慈善宴主辦方卻沒有捐款,賓客們感歎之餘也會懷疑最後那些錢是不是真的會落到需要幫助的人手裏。
喻父聽完,看向了邊上的大女兒:“遙遙,真的是這樣嗎?”
他其實從一開始就偏向了喻晴,隻不過是在自欺欺人的以為自己端平了一碗水,能在親生女兒和非親生女兒之間就事論事。
喻遙抱著男人的腰的手更加收緊了一些,悶悶不樂的,一看就是不想開口講話。
周圍議論聲的矛頭也指向了她,“這喻家大女兒脖子上一根項鏈就上億了吧,怎麽捐款都不肯,心真惡毒啊。”
“其實也能理解,她的立場肯定是不歡迎喻家真千金回來的啊,要她感謝還真是難為了她。”
“嘖嘖嘖,不管怎麽說喻家也算是對她有養育之恩啊,真是養不熟的白眼狼……”
靳澤承雙手把喻遙的耳朵給捂住了,直到蔣遠氣喘籲籲的出現,他才鬆開,漆黑的眼瞳高深莫測:“夫妻本是一家,共同捐了五千萬的金額還不夠麽,我倒是想問問喻晴小姐捐了多少錢?”
五千萬其實不算多,遠庭一直都有資助貧困山區的計劃,兩年裏早就超過了上億。
隻是他的妻子向來不喜歡這位妹妹,他也沒道理在這個以她為名義而舉辦的慈善晚宴上一擲千金。
還不如多花點錢搜羅一些稀有鑽石哄他太太一秒鍾的開心好。
蔣遠出示了捐款憑證,除此之外,還有一份集資賬戶半小時之前的出款記錄,有三百萬。
金額其實很小,但屬於捐款一類的數目如果不解釋清楚去向是會影響到整場慈善晚宴的信譽的。
喻遙有些不太理解喻晴的做法。
即使她再想貪這錢,也不應該趁著當晚就動手啊,至於這麽等不及嗎。
趁著人群竊竊私語中,靳澤承咬了咬喻遙的耳尖,吹了一口熱氣解釋道:“我讓人去給喻晴的學校施壓了,讓那老師再要三百萬。
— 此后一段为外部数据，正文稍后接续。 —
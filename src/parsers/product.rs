use crate::parsers::text::{char_len, element_text, join_paragraphs};
use crate::results::{PRICE_UNAVAILABLE, PageRecord};
use scraper::{Html, Selector};
use std::sync::LazyLock;

static HEADING: LazyLock<Selector> = LazyLock::new(|| selector("h1"));
static DESCRIPTION: LazyLock<Selector> = LazyLock::new(|| selector("p.description"));
static PARAGRAPH: LazyLock<Selector> = LazyLock::new(|| selector("p"));
static PRICE: LazyLock<Selector> = LazyLock::new(|| selector("h4.pull-right.price"));

fn selector(css: &str) -> Selector {
    Selector::parse(css).expect("built-in product selectors are valid")
}

/// Fields read off a rendered product page, before the quality gate
#[derive(Debug, Clone, PartialEq, Eq)]
pub struct ProductFields {
    pub title: String,
    pub description: String,
    pub price: String,
}

impl ProductFields {
    /// Reads title, description and price from a product page.
    ///
    /// The title is the first `<h1>`, falling back to `title_hint`. The
    /// description is the `p.description` text unless that is shorter than
    /// `min_description_len` characters, in which case every non-empty paragraph
    /// on the page is joined instead. A missing price becomes `"N/A"`.
    pub fn parse(html: &str, title_hint: &str, min_description_len: usize) -> Self {
        let doc = Html::parse_document(html);

        let title = doc
            .select(&HEADING)
            .next()
            .map(element_text)
            .unwrap_or_else(|| title_hint.to_string());

        let mut description = doc
            .select(&DESCRIPTION)
            .next()
            .map(element_text)
            .unwrap_or_default();

        if char_len(&description) < min_description_len {
            description = join_paragraphs(doc.select(&PARAGRAPH).map(element_text));
        }

        let price = doc
            .select(&PRICE)
            .next()
            .map(element_text)
            .unwrap_or_else(|| PRICE_UNAVAILABLE.to_string());

        Self {
            title,
            description,
            price,
        }
    }

    /// Applies the quality gate: `None` when the description is shorter than
    /// `quality_min_len` characters.
    pub fn into_record(self, url: &str, quality_min_len: usize) -> Option<PageRecord> {
        if char_len(&self.description) < quality_min_len {
            return None;
        }

        Some(PageRecord {
            title: self.title,
            url: url.to_string(),
            description: self.description,
            price: self.price,
        })
    }
}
”
喻遙恍然大悟。
“前段時間聽說妹妹預約了一個私人流產醫院。”喻遙胡掐的水平信口拈來,“若是發生了這種事情你應該與姐姐商量才對呀,我們是一家人,總歸不會讓你還沒結婚就受那種苦頭的。”
吃瓜群眾徹底嗨了。
“我瞧著那二小姐肚子是有點凸啊,我先前還以為她是胖的,沒想到竟然是有了孩子!”
“太丟臉了吧,不是說她還在念研究生嗎?”
喻晴指尖發青,“喻遙,你瞎說什麽呢!”
“不是這樣嗎?那這三百萬難道你真的是為了去填補你偷試卷被老師發現的窟窿?”
喻晴刹那間的停頓讓在場所有的人都知悉了事情的真相。
喻父開始遣散賓客了,直到房間內隻剩下他們一家人,他才痛心疾首的說道:“遙遙,不管怎樣晴晴都是你的妹妹,你讓她在這麽多人麵前丟臉,是你做的不對!”
喻遙垂在身側的手握起了拳頭。
剛才她被所有人戳著脊梁骨談論的時候,也沒見喻父為了顧及她的麵子而疏散賓客,如今喻晴一有事,他腦子倒是轉的飛快。
所以說血緣真的是一個很奇妙的東西。
喻母也想開口指責,不料靳澤承一個眼神過去她就乖乖閉緊了嘴巴。
男人身形修長清瘦,站在最亮的燈源之下,嗓音無波無瀾:“偷了試卷,真正做錯事情了的女兒不去管教,反倒是指責我們遙遙,我看嶽父當真也是老糊塗了。”
喻遙的手倏然鬆開,甚至能清晰的感受到身體內血液循環的速度,她被光所籠罩。